Behind the kid I see Prishtoli making ‘awww’ gestures which doesn’t help at all but my heart thaws as the burden of worrying falls from my shoulders. “Just where have you been?” I ask softly as he gently pulls away from me.
He looks like hell, unkempt hair, little poofs of hair wriggling their way out of his chin trying to pass for a beard. His clothes are dirty too. 
He grabs my arm “I’ll show you, come with me.” And after having only been in for a moment, I already get dragged out of Bar-B again by this stupid little kid-
All right not exactly a little kid anymore, I do a little calculation in my head he’s eighteen already.
But he’s still stupid!
And with the initial shock wore off, I’m overjoyed to see him.

He leads me straight for the slums and I distinctly recall looking here as well. Pulling back tents made from ship’s sails and fishing nets and looking under crumbling bridges “Young master where are we going?”
“Call me Inquiry, you’re no longer my tutor Stegarius, you’re my friend.”
His mother’s words ring in my ears as he says that ‘You will address him as young master, master Winton or sir Winton if he’s been naughty. You will never address him by his first name do you understand mister Stegarius?’ 
Even after all these years, I recall the rules perfectly…

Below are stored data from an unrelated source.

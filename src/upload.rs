use std::path::{Path, PathBuf};
use std::time::{SystemTime, UNIX_EPOCH};

use indicatif::ProgressBar;
use rand::Rng;
use tracing::{info, warn};

use crate::client::GraphQlClient;
use crate::config::{MAX_FILE_BATCH_SIZE, MAX_UPLOAD_CONCURRENCY};
use crate::error::MedStoreError;
use crate::files;
use crate::ops::{self, ImportFileInput};
use crate::transfer::{FileUpload, TransferClient};

#[derive(Debug, Clone)]
pub struct UploadOptions {
    /// Human-readable import label; generated when neither name nor id is
    /// supplied.
    pub import_name: Option<String>,
    /// Reuse an existing import id instead of registering a new one.
    pub import_id: Option<String>,
    /// Simultaneous file transfers per batch.
    pub concurrency: usize,
    /// Files per presigned-URL request.
    pub batch_size: usize,
}

impl Default for UploadOptions {
    fn default() -> Self {
        UploadOptions {
            import_name: None,
            import_id: None,
            concurrency: MAX_UPLOAD_CONCURRENCY,
            batch_size: MAX_FILE_BATCH_SIZE,
        }
    }
}

#[derive(Debug, Clone)]
pub struct UploadReport {
    pub import_id: String,
    pub total_files: usize,
    pub uploaded: usize,
    /// False when at least one file exhausted its retries. The import is
    /// still finalized with the nominal total (best-effort semantics); the
    /// server reports a partial creation status for the missing files.
    pub all_succeeded: bool,
}

/// Bulk-import pipeline: enumerate local DICOM files, register an import,
/// request presigned URLs in batches and upload them concurrently, then
/// finalize the import.
pub struct UploadPipeline<'a> {
    client: &'a GraphQlClient,
    transfer: TransferClient,
    org_id: String,
    dataset: String,
}

impl<'a> UploadPipeline<'a> {
    pub fn new(
        client: &'a GraphQlClient,
        org_id: impl Into<String>,
        dataset: impl Into<String>,
    ) -> Result<Self, MedStoreError> {
        Ok(UploadPipeline {
            transfer: TransferClient::new(client.config())?,
            client,
            org_id: org_id.into(),
            dataset: dataset.into(),
        })
    }

    pub async fn run(
        &self,
        path: &Path,
        options: &UploadOptions,
    ) -> Result<UploadReport, MedStoreError> {
        let files = self.enumerate(path)?;
        if files.is_empty() {
            warn!("no supported files found under {}", path.display());
            return Err(MedStoreError::Precondition(format!(
                "no supported files to upload under {}",
                path.display()
            )));
        }

        // a label is only minted when the caller supplied neither a name
        // nor an existing import id
        let import_name = match (&options.import_name, &options.import_id) {
            (Some(name), _) => Some(name.clone()),
            (None, Some(_)) => None,
            (None, None) => Some(generate_import_label()),
        };
        let (import_id, _) = ops::register_import(
            self.client,
            &self.org_id,
            &self.dataset,
            import_name.as_deref(),
            options.import_id.as_deref(),
            &[],
        )
        .await?;
        if import_id.is_empty() {
            return Err(MedStoreError::Precondition(
                "server did not assign an import id".into(),
            ));
        }
        info!("registered import {import_id} with {} files", files.len());

        let overall = ProgressBar::new(files.len() as u64);
        overall.set_message("Uploading all files");
        let mut uploaded = 0usize;
        let mut all_succeeded = true;

        for batch in files.chunks(options.batch_size.max(1)) {
            let inputs = batch
                .iter()
                .map(|file| {
                    Ok(ImportFileInput {
                        file_path: file_name(file),
                        file_type: files::file_mime(file)?.to_string(),
                    })
                })
                .collect::<Result<Vec<_>, MedStoreError>>()?;
            let (_, urls) = ops::register_import(
                self.client,
                &self.org_id,
                &self.dataset,
                import_name.as_deref(),
                Some(&import_id),
                &inputs,
            )
            .await?;
            if urls.len() != batch.len() {
                return Err(MedStoreError::Precondition(format!(
                    "server issued {} presigned urls for a batch of {} files",
                    urls.len(),
                    batch.len()
                )));
            }

            let uploads = batch
                .iter()
                .zip(&urls)
                .zip(&inputs)
                .map(|((file, url), input)| FileUpload {
                    path: file.clone(),
                    url: url.clone(),
                    mime: input.file_type.clone(),
                })
                .collect::<Vec<_>>();
            let results = self
                .transfer
                .upload_files(
                    &uploads,
                    options.concurrency,
                    Some("Batch progress"),
                    Some(&overall),
                )
                .await;
            uploaded += results.iter().filter(|ok| **ok).count();
            if results.iter().any(|ok| !ok) {
                all_succeeded = false;
                warn!("some files in this batch failed to upload");
            }
        }
        overall.finish_and_clear();

        // finalize with the nominal count even after partial failures; the
        // report carries the aggregate flag
        let finalized = ops::process_import(
            self.client,
            &self.org_id,
            &self.dataset,
            &import_id,
            files.len(),
        )
        .await?;
        if !finalized {
            return Err(MedStoreError::Precondition(
                "import finalization was rejected by the server".into(),
            ));
        }

        Ok(UploadReport {
            import_id,
            total_files: files.len(),
            uploaded,
            all_succeeded,
        })
    }

    /// A directory is walked for candidates; a single file must pass both
    /// the extension and the `DICM` magic check.
    fn enumerate(&self, path: &Path) -> Result<Vec<PathBuf>, MedStoreError> {
        if path.is_dir() {
            Ok(files::find_dicom_files(path))
        } else {
            files::file_mime(path)?;
            if !files::is_dicom_file(path)? {
                return Err(MedStoreError::UnsupportedFile(path.to_path_buf()));
            }
            Ok(vec![path.to_path_buf()])
        }
    }
}

fn file_name(path: &Path) -> String {
    path.file_name()
        .map(|name| name.to_string_lossy().to_string())
        .unwrap_or_else(|| path.display().to_string())
}

/// Import label used when the caller supplies neither a name nor an id.
pub fn generate_import_label() -> String {
    let mut rng = rand::thread_rng();
    let nanos = SystemTime::now()
        .duration_since(UNIX_EPOCH)
        .unwrap_or_default()
        .as_nanos();
    format!(
        "CLI - {} - {} - {} - {} - {}",
        random_word(&mut rng),
        random_word(&mut rng),
        random_word(&mut rng),
        random_word(&mut rng),
        nanos
    )
}

fn random_word(rng: &mut impl Rng) -> String {
    let length = rng.gen_range(5..=10);
    (0..length)
        .map(|_| char::from(rng.gen_range(b'a'..=b'z')))
        .collect()
}

#[cfg(test)]
mod tests {
    use super::*;

    #[test]
    fn import_label_shape() {
        let label = generate_import_label();
        let parts = label.split(" - ").collect::<Vec<_>>();
        assert_eq!(parts.len(), 6);
        assert_eq!(parts[0], "CLI");
        for word in &parts[1..5] {
            assert!((5..=10).contains(&word.len()));
            assert!(word.bytes().all(|b| b.is_ascii_lowercase()));
        }
        assert!(parts[5].parse::<u128>().is_ok());
    }
}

“It’s a habit I will have to kick, but I’ll try my best Inquiry. Now please tell me; why did you leave university? I thought you liked mechanics?”
He laughs in response “The university is a joke, they couldn’t teach me anything I didn’t know already. It’s a complete and utter waste of time.”
I’m dumbstruck, the most prestigious university in the country; a waste of time!? “But you were there for over two years, I don’t understand.”
He shushes me as we pass a shop with crossbones painted over the door. I try to look into the shop window but they boarded up the whole thing. 
I look at the boy, the way he ducks low making sure he’s out of sight.
I follow his example.
Then as he pulls up again and turns the corner he says “That’s a good question! You see the university has these huge archives in their library on basically everything. So I started looking up dolls in the registry and you’re not gonna believe this! I found your fathers notes, the ones no one could decode.” 
I’m confused “How is that possible, I thought Fayatspaad had those?”
He stops for a second and points to a narrow small cast iron ladder bolted against the side of the bridge.
Despite all my looking, I don’t recall this being here at all.
He climbs down, I follow him dutifully.
Besides the water is a small ledge of brick presumably used for raking the seaweed out the channels back before the automata took over the job.
As we shimmy down the ledge he continues.
“Funny story, they started working at the university the same year I entered. Oh, and they say hi.” The river smells foul in this part of town and the small strip of bricks keeping us from dropping into the sewage was slick and slimy. “Long story short they have been trying to decode the notes for a while now and they were hopping from university to university looking for someone who could manage it. I was happy to find a doll, they were happy with a helping hand and that’s how I spent my time there.”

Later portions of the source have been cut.